Вступали мы к ним со всем русским радушием, потому что молдаване все православные, но страна их нам с первого же впечатления не понравилась: низменность, кукуруза, арбузы и земляные груши прекрасные, но климат нездоровый. Очень многие у нас еще на походе переболели, а к тому же ни приветливости, ни благодарности нигде не встречаем.
Что ни понадобится – за все давай деньги, а если что-нибудь, хоть пустяки, без денег у молдава возьмут, так он, чумазый, заголосит, будто у него дитя родное отняли. Воротишь ему – бери свои костыли, – только не голоси, так он спрячет и сам уйдет, так что его, черта лохматого, нигде и не отыщешь. Иной раз даже проводить или дорогу показать станет и некому – все разбегутся. Трусишки единственные в мире, и в низшем классе у них мы ни одной красивой женщины не заметили. Одни девчонки чумазые, да пребезобразнейшие старухи.
Ну, думаем себе, может быть у них это так только в хуторах придорожных: тут всегда народ бывает похуже; а вот придем в город, там изменится. Не могли же поляки совсем без основания нас уверять, что здесь хороши и куконы! Где они, эти куконы? Посмотрим.
Пришли в город, ан и здесь то же самое: за все решительно извольте платить.
В рассуждении женской красоты поляки сказали правду. Куконы и куконицы нам очень понравились – очень томны и так гибки, что даже полек превосходят, а ведь уж польки, знаете, славятся, хотя они на мой вкус немножко большероты, и притом в характере капризов у них много. Пока дойдет до того, что ей по Мицкевичу скажешь: «Коханка моя! на цо нам размова», – вволю ей накланяешься. Но в Молдавии совсем другое—тут во всем жид действует. Да-с, простой жид и без него никакой поэзии нет. Жид является к вам в гостиницу и спрашивает: не тяготитесь ли вы одиночеством и не причуяли ли какую-нибудь кукону?

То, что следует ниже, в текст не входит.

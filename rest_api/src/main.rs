// rest_api/src/main.rs

use std::path::PathBuf;

use anyhow::{Context, Result};
use clap::Parser;
use tracing::{info, warn};
use tracing_subscriber::EnvFilter;

use lib::HostelStore;
use rest_api::{load_rest_api_config, start_server, AppState};

#[derive(Debug, Parser)]
#[command(name = "rest_api", version, about = "Hostel management REST API")]
struct Args {
    /// YAML configuration file (defaults to ./hostel.yaml when present)
    #[arg(long)]
    config: Option<PathBuf>,
    #[arg(long)]
    port: Option<u16>,
    /// Directory holding the sled database
    #[arg(long)]
    data_dir: Option<PathBuf>,
}

async fn shutdown_signal() {
    if let Err(e) = tokio::signal::ctrl_c().await {
        warn!("Failed to listen for Ctrl+C: {}", e);
        std::future::pending::<()>().await;
    }
    info!("Shutdown signal received");
}

#[tokio::main]
async fn main() -> Result<()> {
    let args = Args::parse();

    let mut config = load_rest_api_config(args.config.as_deref())?;
    if let Some(port) = args.port {
        config.port = port;
    }
    if let Some(data_dir) = args.data_dir {
        config.data_directory = data_dir;
    }

    let filter = EnvFilter::try_from_default_env().unwrap_or_else(|_| EnvFilter::new(&config.log_level));
    tracing_subscriber::fmt().with_env_filter(filter).init();

    let store = HostelStore::open(&config.data_directory)
        .with_context(|| format!("Failed to open storage at {}", config.data_directory.display()))?;
    let state = AppState::new(store, &config)?;

    start_server(&config, state, shutdown_signal()).await
}
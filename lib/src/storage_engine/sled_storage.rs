// lib/src/storage_engine/sled_storage.rs

use std::path::Path;

use sled::{Db, Tree};
use tracing::{error, info};

use models::errors::{HostelError, HostelResult};
use models::hostel::{Invoice, MaintenanceTicket, Resident, Room, User};

use super::collection::Collection;

/// Sled-backed document store holding every hostel collection.
///
/// Each collection lives in its own tree keyed by document id. Unique
/// fields (room number, user email, invoice number) are kept in separate
/// index trees mapping the value to the owning id; writes that touch a
/// unique field update both trees in one transaction.
pub struct HostelStore {
    db: Db,
    pub(crate) rooms: Collection<Room>,
    pub(crate) residents: Collection<Resident>,
    pub(crate) invoices: Collection<Invoice>,
    pub(crate) maintenance: Collection<MaintenanceTicket>,
    pub(crate) users: Collection<User>,
    pub(crate) room_numbers: Tree,
    pub(crate) user_emails: Tree,
    pub(crate) invoice_numbers: Tree,
}

impl HostelStore {
    /// Opens (or creates) the database under `path`.
    pub fn open(path: impl AsRef<Path>) -> HostelResult<Self> {
        let path = path.as_ref();
        info!("Opening Sled database at {:?}", path);
        let db = sled::Config::new().path(path).open().map_err(|e| {
            error!("Failed to open Sled database at {:?}: {}", path, e);
            HostelError::StorageError(format!(
                "Failed to open Sled database at {:?}: {}. Ensure the directory is accessible.",
                path, e
            ))
        })?;
        Self::with_db(db)
    }

    /// In-memory database removed on drop.
    pub fn temporary() -> HostelResult<Self> {
        let db = sled::Config::new().temporary(true).open()?;
        Self::with_db(db)
    }

    fn with_db(db: Db) -> HostelResult<Self> {
        Ok(Self {
            rooms: Collection::open(&db)?,
            residents: Collection::open(&db)?,
            invoices: Collection::open(&db)?,
            maintenance: Collection::open(&db)?,
            users: Collection::open(&db)?,
            room_numbers: db.open_tree("room_numbers")?,
            user_emails: db.open_tree("user_emails")?,
            invoice_numbers: db.open_tree("invoice_numbers")?,
            db,
        })
    }

    /// Monotonic counter shared by generated display numbers.
    pub(crate) fn next_sequence(&self) -> HostelResult<u64> {
        Ok(self.db.generate_id()? + 1)
    }

    pub async fn flush(&self) -> HostelResult<()> {
        self.db.flush_async().await?;
        Ok(())
    }
}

Вы ему говорите, что его услуги вам не годятся, потому что сердце ваше уязвлено, например, такою-то или такою-то дамою, которую вы видели, например скажете, в таком-то или таком-то доме под шелковым шатром на балконе. А жид вам отвечает: «мозно».
Поневоле окрик дашь:
– Что такое «мозно»!?
Отвечает, что с этою дамою можно иметь компанию, и сейчас же предлагает, куда надо выехать за город, в какую кофейню, куда и она приедет туда с вами кофе пить. Сначала думали – это вранье, но нет-с, не вранье. Ну, с нашей мужской стороны, разумеется, препятствий нет, все мы уже что-нибудь присмотрели и причуяли и все готовы вместе с какою-нибудь куконою за город кофе пить.
Я тоже сказал про одну кукону, которую видел на балконе. Очень красивая. Жид сказал, что она богатая и всего один год замужем.
Что-то уж, знаете, очень хорошо показалось, так что даже и плохо верится. Переспросил еще раз, и опять то же самое слышу: богатая, год замужем и кофе с нею пить можно.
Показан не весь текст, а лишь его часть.